Teng highlighted for HCPLive a trio of unique agents with supporting late-stage clinical data for the treatment of DEB, recessive DEB (RDEB), and/or junctional EB (JEB): the US Food and Drug Administration (FDA)-approved agents beremagene geperpavec (B-VEC; VYJUVEK) and birch triterpenes topical gel (Filsuvez), as well as prademagene zamikeracel (pz-cel). The latter agent is currently awaiting decision on its Biologics License Application with the FDA, with a PDUFA date of May 25.1

As Teng explained, the disparity between B-VEC and Filsuvez—both approved by the FDA in 20232.3—as treatment options is fairly distinct. The former is a herpes simplex virus-based gene therapy applied directly to the wounds of patients with DEB; the latter is a birch bark-based treatment indicated for patients ≤6 months old with either JEB or DEB.

Pz-cel, meanwhile, could be a more tailored option.

“That’s also a gene therapy, using genetically corrected cells derived from patients themselves—so it's a true, personalized approach,” Teng explained. “The genetically corrected keratinocytes will be growing into a sheet of skin without the genetic defect, then grafted back onto the individual where the initial cells were derived from, to correct the area where the disease is affected.”

Teng said all 3 treatments are initially similar in that they would be targeted toward patients with more severe forms of EB; the avenues of care and rates of administration vary greatly, however.

“Of course, it's a little more complicated process that will require to have the skin graft performed in a major tertiary care center,” Teng said about pz-cel. “But the advantage of that kind of approach to some of these data are already in the public domain—that the durability of these skin grafts are quite good compared to other products. It can probably tailor to patients that have, for instance, a chronic wound in a particular location of their body that's really, really difficult to heal.”

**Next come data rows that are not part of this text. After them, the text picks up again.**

//! Endpoint tests against a fully degraded context: no database, no
//! calendar provider, no LLM. Every route still answers.

use std::sync::Arc;

use axum::body::{to_bytes, Body};
use axum::http::{header, Request, StatusCode};
use axum::response::Response;
use axum::Router;
use tower::ServiceExt;

use meetsync_api::{routes, AppContext};
use meetsync_domain::{Config, UserProfile};

fn app() -> (Router, Arc<AppContext>) {
    let ctx = Arc::new(AppContext::new(Config::default()).expect("context"));
    (routes::router(Arc::clone(&ctx)), ctx)
}

async fn body_json(response: Response) -> serde_json::Value {
    let bytes = to_bytes(response.into_body(), usize::MAX).await.expect("body");
    serde_json::from_slice(&bytes).expect("json body")
}

fn get(uri: &str) -> Request<Body> {
    Request::builder().uri(uri).body(Body::empty()).expect("request")
}

fn post_json(uri: &str, body: serde_json::Value) -> Request<Body> {
    Request::builder()
        .method("POST")
        .uri(uri)
        .header(header::CONTENT_TYPE, "application/json")
        .body(Body::from(body.to_string()))
        .expect("request")
}

#[tokio::test]
async fn health_reports_missing_database() {
    let (app, _ctx) = app();
    let response = app.oneshot(get("/api/health")).await.expect("response");
    assert_eq!(response.status(), StatusCode::OK);

    let body = body_json(response).await;
    assert_eq!(body["status"], "ok");
    assert_eq!(body["database"], false);
}

#[tokio::test]
async fn status_lists_unconfigured_services() {
    let (app, _ctx) = app();
    let response = app.oneshot(get("/api/status")).await.expect("response");
    assert_eq!(response.status(), StatusCode::OK);

    let body = body_json(response).await;
    assert_eq!(body["services"]["composio"]["configured"], false);
    assert_eq!(body["services"]["composio"]["status"], "fallback_mode");
    assert_eq!(body["services"]["database"]["status"], "memory_only");
    assert!(!body["recommendations"].as_array().expect("array").is_empty());
}

#[tokio::test]
async fn meetings_require_a_provider_binding() {
    let (app, _ctx) = app();
    let response =
        app.oneshot(get("/api/meetings/upcoming?userId=u1")).await.expect("response");
    assert_eq!(response.status(), StatusCode::UNAUTHORIZED);

    let body = body_json(response).await;
    assert_eq!(body["error"], "Not connected to Google Calendar");
    assert_eq!(body["connected"], false);
}

#[tokio::test]
async fn bound_user_gets_sample_data_without_a_provider() {
    let (app, ctx) = app();
    ctx.resolver.bind_entity("u1", "entity-1", &UserProfile::default()).await;

    let response =
        app.oneshot(get("/api/meetings/upcoming?userId=u1")).await.expect("response");
    assert_eq!(response.status(), StatusCode::OK);

    let body = body_json(response).await;
    assert_eq!(body["fallback"], true);
    assert_eq!(body["meetings"].as_array().expect("array").len(), 5);
}

#[tokio::test]
async fn connection_status_for_unbound_user() {
    let (app, _ctx) = app();
    let response =
        app.oneshot(get("/api/connection/status?userId=nobody")).await.expect("response");
    assert_eq!(response.status(), StatusCode::OK);

    let body = body_json(response).await;
    assert_eq!(body["connected"], false);
    assert!(body["entityId"].is_null());
}

#[tokio::test]
async fn initiate_without_provider_is_rejected() {
    let (app, _ctx) = app();
    let response = app
        .oneshot(post_json("/api/connection/initiate", serde_json::json!({ "userId": "u1" })))
        .await
        .expect("response");
    assert_eq!(response.status(), StatusCode::BAD_REQUEST);

    let body = body_json(response).await;
    assert_eq!(body["fallback"], true);
}

#[tokio::test]
async fn callback_requires_an_authorization_code() {
    let (app, _ctx) = app();
    let response = app
        .oneshot(post_json("/api/connection/callback", serde_json::json!({ "userId": "u1" })))
        .await
        .expect("response");
    assert_eq!(response.status(), StatusCode::BAD_REQUEST);

    let body = body_json(response).await;
    assert_eq!(body["error"], "Authorization code is required");
}

#[tokio::test]
async fn callback_without_a_session_is_rejected() {
    let (app, _ctx) = app();
    let response = app
        .oneshot(post_json(
            "/api/connection/callback",
            serde_json::json!({ "userId": "u1", "code": "auth-code" }),
        ))
        .await
        .expect("response");
    assert_eq!(response.status(), StatusCode::BAD_REQUEST);
}

#[tokio::test]
async fn summarize_requires_meeting_data() {
    let (app, _ctx) = app();
    let response = app
        .oneshot(post_json("/api/meetings/summarize", serde_json::json!({})))
        .await
        .expect("response");
    assert_eq!(response.status(), StatusCode::BAD_REQUEST);

    let body = body_json(response).await;
    assert_eq!(body["error"], "Meeting data is required");
}

#[tokio::test]
async fn summarize_returns_a_mock_summary_without_an_llm() {
    let (app, _ctx) = app();
    let meeting = serde_json::json!({
        "id": "m1",
        "title": "Team Standup",
        "start": "2025-06-02T14:30:00Z",
        "end": "2025-06-02T15:00:00Z",
        "attendees": [{ "email": "a@example.com", "name": "Alice" }],
        "meetLink": "https://meet.google.com/abc",
    });
    let response = app
        .oneshot(post_json(
            "/api/meetings/summarize",
            serde_json::json!({ "meeting": meeting, "userId": "u1" }),
        ))
        .await
        .expect("response");
    assert_eq!(response.status(), StatusCode::OK);

    let body = body_json(response).await;
    assert_eq!(body["isMock"], true);
    assert!(!body["summary"].as_str().expect("text").is_empty());
}

#[tokio::test]
async fn webhook_acknowledges_even_without_an_owner() {
    let (app, _ctx) = app();
    let response = app
        .oneshot(post_json("/api/webhook/calendar", serde_json::json!({ "type": "event.updated" })))
        .await
        .expect("response");
    assert_eq!(response.status(), StatusCode::OK);

    let body = body_json(response).await;
    assert_eq!(body["success"], true);
    assert_eq!(body["notified"], false);
}

#[tokio::test]
async fn webhook_setup_requires_a_binding() {
    let (app, _ctx) = app();
    let response = app
        .oneshot(post_json("/api/webhook/setup", serde_json::json!({})))
        .await
        .expect("response");
    assert_eq!(response.status(), StatusCode::UNAUTHORIZED);

    let body = body_json(response).await;
    assert_eq!(body["error"], "Not connected to Google Calendar");
}

#[tokio::test]
async fn webhook_setup_without_a_provider_falls_back_to_polling() {
    let (app, ctx) = app();
    ctx.resolver.bind_entity("u1", "entity-1", &UserProfile::default()).await;

    let response = app
        .oneshot(post_json("/api/webhook/setup", serde_json::json!({ "userId": "u1" })))
        .await
        .expect("response");
    assert_eq!(response.status(), StatusCode::OK);

    let body = body_json(response).await;
    assert_eq!(body["success"], true);
    assert_eq!(body["fallback"], "websocket_polling");
    assert_eq!(body["websocketEnabled"], true);
    assert!(body["webhook"].is_null());
}

#[tokio::test]
async fn webhook_invalidation_flows_through_to_the_next_fetch() {
    // Invalidation needs the durable cache tier; in-process entries only
    // age out. Run this flow against a real database file.
    let temp_dir = tempfile::TempDir::new().expect("temp dir");
    let mut config = Config::default();
    config.database.path =
        Some(temp_dir.path().join("meetsync.db").to_string_lossy().into_owned());
    let ctx = Arc::new(AppContext::new(config).expect("context"));
    let app = routes::router(Arc::clone(&ctx));
    ctx.resolver.bind_entity("u1", "entity-1", &UserProfile::default()).await;

    // Prime the cache.
    let first = app
        .clone()
        .oneshot(get("/api/meetings/upcoming?userId=u1"))
        .await
        .expect("response");
    assert_eq!(first.status(), StatusCode::OK);

    let cached = app
        .clone()
        .oneshot(get("/api/meetings/upcoming?userId=u1"))
        .await
        .expect("response");
    assert_eq!(body_json(cached).await["cached"], true);

    let webhook = app
        .clone()
        .oneshot(post_json(
            "/api/webhook/calendar",
            serde_json::json!({ "type": "event.updated", "userId": "u1" }),
        ))
        .await
        .expect("response");
    assert_eq!(webhook.status(), StatusCode::OK);

    let refetched =
        app.oneshot(get("/api/meetings/upcoming?userId=u1")).await.expect("response");
    assert_eq!(body_json(refetched).await["cached"], false);
}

As an at-home, topically-applied agent, B-VEC warrants less focus on treatment initiation—with the tradeoff being continued administrations. The birch bark-based therapy Filsuvez requires even less clinical nuance and may be considered for treating up to one-fourth of affected body surface areas at a time.

Each agent offers a notable contrast in benefit and feasibility. Teng hopes they complement one another to fulfill the needs in EB.

“I think that all these different therapeutic approaches offer choices and options for patients who are affected to deal with this challenging genetic disorder,” she said.


  1. Smith T. FDA Completes Bioresearch Monitoring Inspection of Pz-Cel for Recessive Dystrophic Epidermolysis Bullosa. HCPLive. Published February 2, 2024.
  2. Smith T. FDA Approves B-VEC Topical Gene Therapy for Dystrophic Epidermolysis Bullosa. HCPLive. Published May 19, 2023.
  3. Smith T. FDA Approves Birch Triterpenes Topical Gel for Epidermolysis Bullosa. HCPLive. Published December 19, 2023.